In most cases, standard EHR vendor contracts cap liability at the cost of the service and explicitly exclude indemnification for outputs generated after the provider customizes or configures the agent, per [ArentFox Schiff's analysis of AI service agreement indemnification clauses](https://www.afslaw.com/perspectives/health-care-counsel-blog/ai-service-agreements-health-care-indemnification-clauses). While products liability theories against algorithm developers are being tested in courts, these claims have been inconsistently applied to software, and [Johns Hopkins Carey legal analysis](https://carey.jhu.edu/articles/fault-lines-health-care-ai-part-two-whos-responsible-when-ai-gets-it-wrong) confirms that under current doctrine the physician and health system supervising the agent bear primary accountability for patient harm.
Does my existing malpractice coverage protect me for errors made by autonomous AI agents in my practice?
Standard medical malpractice policies were written to cover physician judgment errors, not autonomous AI execution errors, and amounts paid outside the scope of a vendor contract's indemnification provisions are typically not covered and come directly out of the practice. [Sheppard Health Law](https://www.sheppardhealthlaw.com/2025/03/articles/artificial-intelligence/key-considerations-before-negotiating-healthcare-ai-vendor-contracts/) recommends practices explicitly verify AI agent coverage with their malpractice carrier and negotiate vendor-maintained errors and omissions coverage before activating agentic features.
What specific EHR agent capabilities carry the highest malpractice exposure for a practice?
Capabilities where the agent takes a clinical action (placing an order, submitting a prior authorization, closing a care gap by scheduling a procedure) without a required physician attestation step carry the highest exposure, because they remove the contemporaneous independent clinical judgment that the standard of care assumes. [The Doctors Company's Q4 2025 analysis](https://www.thedoctors.com/the-doctors-advocate/fourth-quarter-2025/ai-on-trial-the-rising-liability-risks-of-artificial-intelligence-in-healthcare) specifically flags diagnostic and treatment-pathway AI as the locus of the current 14% malpractice claim increase, and agent-generated orders in those categories represent an amplification of that risk.
Are there states where physicians currently have legislative protection from liability for AI agent errors?
No state has enacted a meaningful physician safe harbor for AI agent errors as of Q1 2026. State legislative activity has moved in the opposite direction: Texas, Arizona, and Maryland have passed laws requiring human oversight for AI-driven adverse determinations, and Illinois bars licensed professionals from allowing AI to make independent therapeutic decisions, per [Wiley Law's 2025 state AI law tracker](https://www.wiley.law/article-12233).

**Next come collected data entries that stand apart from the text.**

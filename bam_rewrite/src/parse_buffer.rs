//! Decoded records of one fill, drained group by group.

use crate::codec::RecordCodec;
use crate::error::{PipelineError, Result};
use crate::pool::RecordPool;
use crate::record::{Owner, Record};
use std::collections::VecDeque;
use std::sync::Arc;

/// Records decoded from the frames of one fill plus a stash of records a
/// dispatch took out but could not forward.
///
/// Live records keep stream order. The stash is drained before any live
/// record, so the only reordering it can cause is at the head.
#[derive(Debug)]
pub struct ParseBuffer {
    id: u32,
    lane: usize,
    capacity: usize,
    pool: Arc<RecordPool>,
    live: VecDeque<Record>,
    stash: VecDeque<Record>,
    decoded_bytes: usize,
    is_final: bool,
}

impl ParseBuffer {
    /// `capacity` is the number of frame bytes one fill may decode into this
    /// buffer.
    pub fn new(id: u32, lane: usize, capacity: usize, pool: Arc<RecordPool>) -> Self {
        ParseBuffer {
            id,
            lane,
            capacity,
            pool,
            live: VecDeque::new(),
            stash: VecDeque::new(),
            decoded_bytes: 0,
            is_final: false,
        }
    }

    pub fn id(&self) -> u32 {
        self.id
    }

    pub fn lane(&self) -> usize {
        self.lane
    }

    pub fn capacity(&self) -> usize {
        self.capacity
    }

    pub fn pool(&self) -> &Arc<RecordPool> {
        &self.pool
    }

    /// Decodes every frame into a record from the pool and appends it to the
    /// live sequence. The first malformed frame aborts decoding; records
    /// decoded before it stay in the buffer.
    pub fn decode_frames<'a, I>(&mut self, frames: I, codec: &dyn RecordCodec) -> Result<usize>
    where
        I: IntoIterator<Item = &'a [u8]>,
    {
        let mut count = 0;
        for (idx, frame) in frames.into_iter().enumerate() {
            let mut rec = self.pool.acquire();
            if let Err(source) = codec.decode(frame, &mut rec) {
                self.pool.release(rec);
                return Err(PipelineError::Decode { frame: idx, source });
            }
            rec.set_owner(Owner::Parse(self.id));
            self.live.push_back(rec);
            self.decoded_bytes += frame.len();
            count += 1;
        }
        Ok(count)
    }

    /// Appends records that were already decoded, e.g. a group held back from
    /// the previous fill. They precede any frames decoded afterwards.
    pub fn append_records<I: IntoIterator<Item = Record>>(&mut self, records: I) {
        for mut rec in records {
            rec.set_owner(Owner::Parse(self.id));
            self.decoded_bytes += rec.len();
            self.live.push_back(rec);
        }
    }

    /// Moves the trailing run of live records sharing the last group key into
    /// `out`, in stream order. Returns how many records moved.
    pub fn split_off_trailing_group(&mut self, out: &mut Vec<Record>) -> usize {
        let split = match self.live.back() {
            Some(last) => {
                let key = last.group_key();
                self.live
                    .iter()
                    .rposition(|r| r.group_key() != key)
                    .map_or(0, |p| p + 1)
            }
            None => return 0,
        };
        let moved = self.live.len() - split;
        for mut rec in self.live.drain(split..) {
            self.decoded_bytes = self.decoded_bytes.saturating_sub(rec.len());
            rec.set_owner(Owner::Dispatcher);
            out.push(rec);
        }
        moved
    }

    /// Most recently pushed-front record of the stash.
    pub fn pop_stash(&mut self) -> Option<Record> {
        let mut rec = self.stash.pop_front()?;
        rec.set_owner(Owner::Dispatcher);
        Some(rec)
    }

    pub fn push_front_stash(&mut self, mut rec: Record) {
        rec.set_owner(Owner::Parse(self.id));
        self.stash.push_front(rec);
    }

    pub fn push_back_stash(&mut self, mut rec: Record) {
        rec.set_owner(Owner::Parse(self.id));
        self.stash.push_back(rec);
    }

    /// Moves the next run of consecutive live records sharing a group key
    /// into `out`. Returns false if no live record is left.
    pub fn extract_next_group(&mut self, out: &mut Vec<Record>) -> bool {
        let mut first = match self.live.pop_front() {
            Some(rec) => rec,
            None => return false,
        };
        first.set_owner(Owner::Dispatcher);
        let start = out.len();
        out.push(first);
        while let Some(next) = self.live.front() {
            if next.group_key() != out[start].group_key() {
                break;
            }
            if let Some(mut rec) = self.live.pop_front() {
                rec.set_owner(Owner::Dispatcher);
                out.push(rec);
            }
        }
        true
    }

    pub fn return_record(&self, rec: Record) {
        self.pool.release(rec);
    }

    /// Releases every held record and clears the final flag.
    pub fn reset(&mut self) {
        for rec in self.live.drain(..).chain(self.stash.drain(..)) {
            self.pool.release(rec);
        }
        self.decoded_bytes = 0;
        self.is_final = false;
    }

    pub fn mark_final(&mut self) {
        self.is_final = true;
    }

    /// No more frames will be decoded into this buffer for its lane.
    pub fn is_final(&self) -> bool {
        self.is_final
    }

    pub fn live_len(&self) -> usize {
        self.live.len()
    }

    pub fn stash_len(&self) -> usize {
        self.stash.len()
    }

    pub fn is_drained(&self) -> bool {
        self.live.is_empty() && self.stash.is_empty()
    }

    pub fn decoded_bytes(&self) -> usize {
        self.decoded_bytes
    }

    /// Live records followed by stashed ones, for diagnostics.
    pub fn records(&self) -> impl Iterator<Item = &Record> {
        self.live.iter().chain(self.stash.iter())
    }
}

impl Drop for ParseBuffer {
    fn drop(&mut self) {
        self.reset();
    }
}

These statutes set a floor for required physician oversight that, if not met, creates a statutory basis for liability in addition to common-law malpractice.
How much time do practices realistically have before this liability exposure becomes acute?
Practices that have already activated agentic EHR features are in current exposure, not prospective exposure. [The Microsoft and Health Management Academy study](https://www.microsoft.com/en-us/industry/blog/healthcare/2026/02/12/assessing-healthcares-agentic-ai-readiness-new-research-from-microsoft-and-the-health-management-academy/) published in NEJM Catalyst in February 2026 found that only 3% of organizations have live governance frameworks, meaning the majority of practices now running agents are already operating without the documentation that would protect them in litigation. Given that malpractice claims typically surface 12 to 36 months after the harm event, the agentic deployments happening now in early-adopter practices will generate their claims cohort in 2027 and 2028.